** Opening GIVEN INFORMATION block **
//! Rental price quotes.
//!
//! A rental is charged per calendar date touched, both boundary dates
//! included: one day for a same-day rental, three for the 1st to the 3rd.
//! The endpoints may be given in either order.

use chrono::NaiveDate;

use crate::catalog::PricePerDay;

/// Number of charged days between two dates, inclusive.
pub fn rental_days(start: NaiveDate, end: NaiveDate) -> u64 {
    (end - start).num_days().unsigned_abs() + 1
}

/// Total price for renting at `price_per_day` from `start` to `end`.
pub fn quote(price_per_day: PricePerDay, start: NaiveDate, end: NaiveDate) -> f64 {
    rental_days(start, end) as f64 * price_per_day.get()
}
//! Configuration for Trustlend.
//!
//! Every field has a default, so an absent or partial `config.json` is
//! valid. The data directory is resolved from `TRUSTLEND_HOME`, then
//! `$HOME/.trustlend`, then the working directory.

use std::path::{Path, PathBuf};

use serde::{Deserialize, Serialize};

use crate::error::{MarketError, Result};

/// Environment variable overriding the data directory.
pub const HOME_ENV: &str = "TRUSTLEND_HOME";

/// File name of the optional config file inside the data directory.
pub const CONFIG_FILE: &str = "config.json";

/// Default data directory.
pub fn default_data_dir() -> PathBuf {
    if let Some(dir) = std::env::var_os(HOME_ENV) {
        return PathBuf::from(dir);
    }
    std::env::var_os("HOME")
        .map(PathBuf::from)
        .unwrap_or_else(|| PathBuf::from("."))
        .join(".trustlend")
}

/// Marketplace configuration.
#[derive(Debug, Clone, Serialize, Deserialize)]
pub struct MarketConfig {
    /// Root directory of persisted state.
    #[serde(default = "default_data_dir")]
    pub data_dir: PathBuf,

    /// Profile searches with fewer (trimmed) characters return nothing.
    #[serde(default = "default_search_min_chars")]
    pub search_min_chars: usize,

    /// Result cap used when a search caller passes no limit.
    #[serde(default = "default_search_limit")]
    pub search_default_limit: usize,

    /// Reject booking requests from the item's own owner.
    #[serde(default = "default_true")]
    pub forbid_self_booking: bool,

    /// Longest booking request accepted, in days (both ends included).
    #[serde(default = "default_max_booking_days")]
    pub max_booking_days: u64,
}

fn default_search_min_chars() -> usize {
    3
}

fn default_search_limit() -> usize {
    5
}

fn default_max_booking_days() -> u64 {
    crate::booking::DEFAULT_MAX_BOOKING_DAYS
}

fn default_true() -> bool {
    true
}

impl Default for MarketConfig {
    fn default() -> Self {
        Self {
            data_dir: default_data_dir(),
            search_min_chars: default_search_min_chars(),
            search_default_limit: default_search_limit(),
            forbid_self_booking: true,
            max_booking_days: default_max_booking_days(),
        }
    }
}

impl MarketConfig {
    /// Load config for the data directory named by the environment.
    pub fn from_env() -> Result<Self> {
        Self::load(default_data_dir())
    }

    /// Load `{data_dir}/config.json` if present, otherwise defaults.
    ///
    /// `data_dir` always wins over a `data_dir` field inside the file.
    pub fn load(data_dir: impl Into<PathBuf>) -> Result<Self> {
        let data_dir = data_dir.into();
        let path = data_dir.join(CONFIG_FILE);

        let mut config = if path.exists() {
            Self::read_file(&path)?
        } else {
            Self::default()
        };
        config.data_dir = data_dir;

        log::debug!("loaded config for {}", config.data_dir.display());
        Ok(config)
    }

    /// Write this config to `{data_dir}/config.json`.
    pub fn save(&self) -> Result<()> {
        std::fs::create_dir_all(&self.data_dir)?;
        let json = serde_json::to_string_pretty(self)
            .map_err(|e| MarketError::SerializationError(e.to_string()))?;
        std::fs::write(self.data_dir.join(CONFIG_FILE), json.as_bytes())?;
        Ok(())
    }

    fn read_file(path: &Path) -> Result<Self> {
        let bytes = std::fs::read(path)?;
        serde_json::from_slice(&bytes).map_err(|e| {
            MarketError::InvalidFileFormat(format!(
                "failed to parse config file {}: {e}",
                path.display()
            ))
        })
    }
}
** Closing GIVEN INFORMATION block **
** Opening GIVEN INFORMATION block **
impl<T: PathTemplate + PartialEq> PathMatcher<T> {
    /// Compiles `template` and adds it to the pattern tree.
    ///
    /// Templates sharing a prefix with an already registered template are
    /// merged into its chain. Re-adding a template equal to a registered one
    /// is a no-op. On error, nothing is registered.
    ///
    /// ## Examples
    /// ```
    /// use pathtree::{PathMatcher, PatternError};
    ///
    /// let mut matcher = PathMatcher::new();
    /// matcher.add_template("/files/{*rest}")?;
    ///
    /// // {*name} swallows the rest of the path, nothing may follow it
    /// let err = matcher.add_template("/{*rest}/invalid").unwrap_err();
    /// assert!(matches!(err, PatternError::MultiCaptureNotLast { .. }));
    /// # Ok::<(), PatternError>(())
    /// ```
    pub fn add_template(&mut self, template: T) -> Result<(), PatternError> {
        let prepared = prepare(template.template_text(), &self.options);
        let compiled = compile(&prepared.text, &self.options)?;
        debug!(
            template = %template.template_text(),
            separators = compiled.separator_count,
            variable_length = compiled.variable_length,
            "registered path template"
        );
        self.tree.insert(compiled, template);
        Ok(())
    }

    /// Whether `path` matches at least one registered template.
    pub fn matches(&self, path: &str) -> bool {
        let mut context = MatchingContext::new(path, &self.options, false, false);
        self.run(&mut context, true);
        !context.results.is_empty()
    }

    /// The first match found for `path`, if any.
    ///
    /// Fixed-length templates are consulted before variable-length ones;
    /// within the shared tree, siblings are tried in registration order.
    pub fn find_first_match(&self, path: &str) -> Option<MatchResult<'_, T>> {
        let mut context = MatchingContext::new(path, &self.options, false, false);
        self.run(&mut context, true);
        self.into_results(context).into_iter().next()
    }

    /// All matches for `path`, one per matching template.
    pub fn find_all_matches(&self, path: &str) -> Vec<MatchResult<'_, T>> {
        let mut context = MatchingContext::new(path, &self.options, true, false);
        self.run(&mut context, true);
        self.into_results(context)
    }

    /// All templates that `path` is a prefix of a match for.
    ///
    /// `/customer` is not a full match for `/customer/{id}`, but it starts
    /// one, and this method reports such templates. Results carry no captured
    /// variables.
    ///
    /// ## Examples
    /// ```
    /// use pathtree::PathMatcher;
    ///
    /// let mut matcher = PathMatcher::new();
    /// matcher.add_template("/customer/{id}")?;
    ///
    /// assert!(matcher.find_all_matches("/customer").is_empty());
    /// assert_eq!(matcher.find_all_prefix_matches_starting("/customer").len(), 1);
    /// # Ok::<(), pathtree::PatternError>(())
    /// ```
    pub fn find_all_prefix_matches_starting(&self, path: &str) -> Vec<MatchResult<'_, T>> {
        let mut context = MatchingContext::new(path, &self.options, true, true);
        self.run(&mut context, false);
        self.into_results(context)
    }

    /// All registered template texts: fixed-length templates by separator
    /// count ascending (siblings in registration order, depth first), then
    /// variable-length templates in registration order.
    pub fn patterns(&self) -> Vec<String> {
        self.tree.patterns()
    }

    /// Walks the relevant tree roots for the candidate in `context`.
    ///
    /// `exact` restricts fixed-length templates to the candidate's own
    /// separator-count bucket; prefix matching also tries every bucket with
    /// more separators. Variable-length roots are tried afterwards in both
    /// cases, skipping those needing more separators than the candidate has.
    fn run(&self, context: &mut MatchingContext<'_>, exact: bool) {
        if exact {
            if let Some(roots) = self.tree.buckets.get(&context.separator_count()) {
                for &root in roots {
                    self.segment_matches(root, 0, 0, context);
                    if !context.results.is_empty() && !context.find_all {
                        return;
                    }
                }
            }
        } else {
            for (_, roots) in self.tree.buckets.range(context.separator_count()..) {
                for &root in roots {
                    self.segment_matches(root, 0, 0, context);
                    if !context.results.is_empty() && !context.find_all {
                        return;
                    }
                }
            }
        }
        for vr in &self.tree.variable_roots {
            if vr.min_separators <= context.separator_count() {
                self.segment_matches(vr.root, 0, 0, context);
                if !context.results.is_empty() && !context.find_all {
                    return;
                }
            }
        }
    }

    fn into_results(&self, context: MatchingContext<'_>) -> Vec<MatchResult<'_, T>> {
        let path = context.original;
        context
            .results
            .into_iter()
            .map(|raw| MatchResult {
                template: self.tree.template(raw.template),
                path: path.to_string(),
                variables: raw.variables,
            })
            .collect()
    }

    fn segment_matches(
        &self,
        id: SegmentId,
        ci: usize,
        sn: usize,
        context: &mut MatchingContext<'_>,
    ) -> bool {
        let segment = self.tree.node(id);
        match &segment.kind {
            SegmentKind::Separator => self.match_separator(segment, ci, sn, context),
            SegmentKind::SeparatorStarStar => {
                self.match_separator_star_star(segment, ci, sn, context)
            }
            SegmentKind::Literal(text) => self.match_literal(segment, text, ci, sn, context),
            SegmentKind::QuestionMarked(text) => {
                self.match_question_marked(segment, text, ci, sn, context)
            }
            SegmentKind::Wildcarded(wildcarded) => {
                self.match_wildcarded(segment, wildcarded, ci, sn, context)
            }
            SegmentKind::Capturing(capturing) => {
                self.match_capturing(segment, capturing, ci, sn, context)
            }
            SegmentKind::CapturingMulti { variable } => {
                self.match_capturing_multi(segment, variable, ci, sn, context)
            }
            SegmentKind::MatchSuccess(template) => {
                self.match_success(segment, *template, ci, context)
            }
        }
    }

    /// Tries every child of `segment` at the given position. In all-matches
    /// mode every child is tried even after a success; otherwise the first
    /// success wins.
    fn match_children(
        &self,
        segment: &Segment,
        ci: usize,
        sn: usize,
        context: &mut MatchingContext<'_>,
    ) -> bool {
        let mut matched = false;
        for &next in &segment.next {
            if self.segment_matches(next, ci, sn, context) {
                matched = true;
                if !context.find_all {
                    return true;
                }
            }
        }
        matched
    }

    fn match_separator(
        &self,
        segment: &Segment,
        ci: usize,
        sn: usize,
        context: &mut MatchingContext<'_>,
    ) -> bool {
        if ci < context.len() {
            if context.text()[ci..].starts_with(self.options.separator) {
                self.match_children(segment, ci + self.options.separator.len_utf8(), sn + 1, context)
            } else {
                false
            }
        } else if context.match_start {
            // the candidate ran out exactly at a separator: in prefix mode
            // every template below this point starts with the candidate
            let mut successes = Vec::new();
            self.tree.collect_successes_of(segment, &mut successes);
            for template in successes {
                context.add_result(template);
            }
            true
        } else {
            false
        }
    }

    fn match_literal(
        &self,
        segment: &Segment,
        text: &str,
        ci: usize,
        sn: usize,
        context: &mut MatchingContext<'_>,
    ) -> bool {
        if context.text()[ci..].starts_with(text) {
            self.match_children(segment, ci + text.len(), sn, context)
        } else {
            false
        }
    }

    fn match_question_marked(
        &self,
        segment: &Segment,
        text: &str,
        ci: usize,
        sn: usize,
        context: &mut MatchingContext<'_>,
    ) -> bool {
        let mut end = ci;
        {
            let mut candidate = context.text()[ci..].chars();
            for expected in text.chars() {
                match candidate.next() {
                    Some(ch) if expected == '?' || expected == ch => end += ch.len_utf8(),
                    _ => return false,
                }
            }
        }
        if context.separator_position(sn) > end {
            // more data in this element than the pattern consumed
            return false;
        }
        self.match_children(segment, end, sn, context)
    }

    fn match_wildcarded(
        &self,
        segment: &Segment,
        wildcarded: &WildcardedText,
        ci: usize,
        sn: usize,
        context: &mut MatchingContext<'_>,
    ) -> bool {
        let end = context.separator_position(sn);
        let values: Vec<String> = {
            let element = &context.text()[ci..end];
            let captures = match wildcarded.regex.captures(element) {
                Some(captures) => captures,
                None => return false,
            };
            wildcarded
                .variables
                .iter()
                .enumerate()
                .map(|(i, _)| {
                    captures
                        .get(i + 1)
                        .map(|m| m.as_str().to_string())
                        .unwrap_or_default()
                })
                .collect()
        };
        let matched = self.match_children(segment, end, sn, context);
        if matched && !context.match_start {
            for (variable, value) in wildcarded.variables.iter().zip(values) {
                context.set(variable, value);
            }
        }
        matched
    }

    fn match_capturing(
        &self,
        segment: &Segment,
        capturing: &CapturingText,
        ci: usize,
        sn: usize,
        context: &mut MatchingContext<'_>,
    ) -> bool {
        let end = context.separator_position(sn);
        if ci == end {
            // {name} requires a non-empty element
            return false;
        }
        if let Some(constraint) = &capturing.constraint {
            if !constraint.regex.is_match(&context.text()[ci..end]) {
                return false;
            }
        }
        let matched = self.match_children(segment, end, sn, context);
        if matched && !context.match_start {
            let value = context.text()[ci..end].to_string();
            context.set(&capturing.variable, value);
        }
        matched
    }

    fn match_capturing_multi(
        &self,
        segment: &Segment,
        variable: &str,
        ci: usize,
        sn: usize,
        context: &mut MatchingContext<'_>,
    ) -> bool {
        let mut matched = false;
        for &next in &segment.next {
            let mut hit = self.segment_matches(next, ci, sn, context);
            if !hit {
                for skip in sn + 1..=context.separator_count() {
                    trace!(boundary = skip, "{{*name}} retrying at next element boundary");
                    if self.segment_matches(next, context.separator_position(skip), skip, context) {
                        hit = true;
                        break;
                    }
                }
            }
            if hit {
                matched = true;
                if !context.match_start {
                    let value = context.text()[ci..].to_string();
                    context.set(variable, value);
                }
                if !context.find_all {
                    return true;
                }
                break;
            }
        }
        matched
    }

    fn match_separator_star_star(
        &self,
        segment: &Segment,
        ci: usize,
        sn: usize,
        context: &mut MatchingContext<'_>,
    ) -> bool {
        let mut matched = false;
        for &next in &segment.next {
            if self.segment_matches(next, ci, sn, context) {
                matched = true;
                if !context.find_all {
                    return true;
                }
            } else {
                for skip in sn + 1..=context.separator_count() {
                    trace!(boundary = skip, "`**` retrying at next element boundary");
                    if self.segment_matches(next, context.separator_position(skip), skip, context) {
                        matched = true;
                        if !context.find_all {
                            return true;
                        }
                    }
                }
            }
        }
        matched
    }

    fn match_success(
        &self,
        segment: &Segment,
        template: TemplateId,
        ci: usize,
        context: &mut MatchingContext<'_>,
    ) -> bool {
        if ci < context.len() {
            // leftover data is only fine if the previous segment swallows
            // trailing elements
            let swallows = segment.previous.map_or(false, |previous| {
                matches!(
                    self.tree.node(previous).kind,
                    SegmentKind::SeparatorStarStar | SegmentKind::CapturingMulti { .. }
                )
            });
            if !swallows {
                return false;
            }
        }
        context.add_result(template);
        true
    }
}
** Closing GIVEN INFORMATION block **
ACTIVITY — For each line above that includes "PatternError", make a copy.

RESPONSE —
    /// use pathtree::{PathMatcher, PatternError};
    /// assert!(matches!(err, PatternError::MultiCaptureNotLast { .. }));
    /// # Ok::<(), PatternError>(())
    pub fn add_template(&mut self, template: T) -> Result<(), PatternError> {
    /// # Ok::<(), pathtree::PatternError>(())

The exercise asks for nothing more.